In 2000, Philbrick published the New York Times bestseller, In the Heart of the Sea, which won the National Book Award for nonfiction. The book is the basis of the Warner Bros. motion picture “In Heart of the Sea,” which is directed by Ron Howard and scheduled for release in December, 2015. The book also inspired a 2001 Dateline special on NBC and the 2010 two-hour PBS American Experience film “Into the Deep” by Ric Burns.
The author’s next book, Sea of Glory, was published in 2003 and won the Theodore and Franklin D. Roosevelt Naval History Prize and the Albion-Monroe Award from the National Maritime Historical Society. The New York Times bestseller Mayflower, a finalist for both the 2007 Pulitzer Prize in History and the Los Angeles Times Book Award, won the Massachusetts Book Award for nonfiction. Mayflower was named one of the ten “Best Books of 2006” by the New York Times Book Review and is currently in development as a limited series on FX.

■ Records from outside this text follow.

//! CLI entry point for the Concourse resource.
//!
//! Concourse invokes resources as `check`, `in <dest>`, or `out <src>`
//! with a JSON document on stdin and expects exactly one JSON document on
//! stdout. Resource images expose the three entry points as thin wrappers
//! around the matching subcommand here. Diagnostics go to stderr only;
//! stdout belongs to the protocol.

use std::io::Read;
use std::path::PathBuf;
use std::process::ExitCode;

use anyhow::{Context, Result};
use clap::{Parser, Subcommand};
use tracing::error;
use tracing_subscriber::{fmt, prelude::*, EnvFilter};

use gchat_resource::{failure_output, resource, Operation};

#[derive(Parser)]
#[command(name = "gchat-resource")]
#[command(about = "Concourse resource for Google Chat notifications")]
#[command(version)]
struct Cli {
    /// Enable verbose logging
    #[arg(short, long)]
    verbose: bool,

    #[command(subcommand)]
    command: Commands,
}

#[derive(Subcommand)]
enum Commands {
    /// Check for new versions (always none)
    Check,

    /// Fetch a version (a no-op for this resource)
    In {
        /// Destination directory supplied by Concourse
        destination: Option<PathBuf>,
    },

    /// Compose and post a notification to the webhook
    Out {
        /// Build sources directory supplied by Concourse
        workspace: Option<PathBuf>,
    },
}

#[tokio::main]
async fn main() -> ExitCode {
    let cli = Cli::parse();

    // stdout carries the resource protocol, so all diagnostics go to stderr.
    let filter = if cli.verbose {
        EnvFilter::new("debug")
    } else {
        EnvFilter::try_from_default_env().unwrap_or_else(|_| EnvFilter::new("info"))
    };

    tracing_subscriber::registry()
        .with(fmt::layer().with_target(false).with_writer(std::io::stderr))
        .with(filter)
        .init();

    let (operation, workspace) = match cli.command {
        Commands::Check => (Operation::Check, None),
        Commands::In { destination } => (Operation::In, destination),
        Commands::Out { workspace } => (Operation::Out, workspace),
    };
    let workspace = workspace.unwrap_or_default();

    match run(operation, &workspace).await {
        Ok(output) => {
            println!("{output}");
            ExitCode::SUCCESS
        }
        Err(err) => {
            error!(error = %err, "Resource operation failed, reporting failure to Concourse");
            println!("{}", failure_output());
            ExitCode::FAILURE
        }
    }
}

async fn run(operation: Operation, workspace: &std::path::Path) -> Result<serde_json::Value> {
    let mut input = String::new();
    std::io::stdin()
        .read_to_string(&mut input)
        .context("failed to read input document from stdin")?;

    let output = resource::run(operation, &input, workspace).await?;
    Ok(output)
}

Philbrick’s latest New York Times bestseller, Bunker Hill: A City, a Siege, a Revolution, was published in 2013 and was awarded both the 2013 New England Book Award for nonfiction and the 2014 New England Society Book Award, as well as the 2014 Distinguished Book Award of the Society of Colonial Wars. Bunker Hill has been optioned by Warner Bros. for feature film adaptation.
Philbrick has received the Byrne Waterman Award from the Kendall Whaling Museum, the Samuel Eliot Morison Award for distinguished service from the USS Constitution Museum, the Nathaniel Bowditch Award from the American Merchant Marine Museum, the William Bradford Award from the Pilgrim Society, and the Boston History Award from the Bostonian Society. He was named the 2011 Cushing Orator by the American Association of Neurological Surgeons and has an honorary doctorate from the Massachusetts Maritime Academy, where he delivered the commencement address in 2009.
His writing has appeared in Vanity Fair, The New York Times Book Review, The Wall Street Journal, the Los Angeles Times, and The Boston Globe. He has appeared on the “Today Show”, the “Morning Show”, “Dateline”, PBS’s “American Experience”, C-SPAN, and NPR.
Philbrick grew up in Pittsburgh, Pennsylvania, and earned a BA in English from Brown University and an MA in America Literature from Duke University, where he was a James B. Duke Fellow. He was Brown University’s first Intercollegiate All-American sailor in 1978.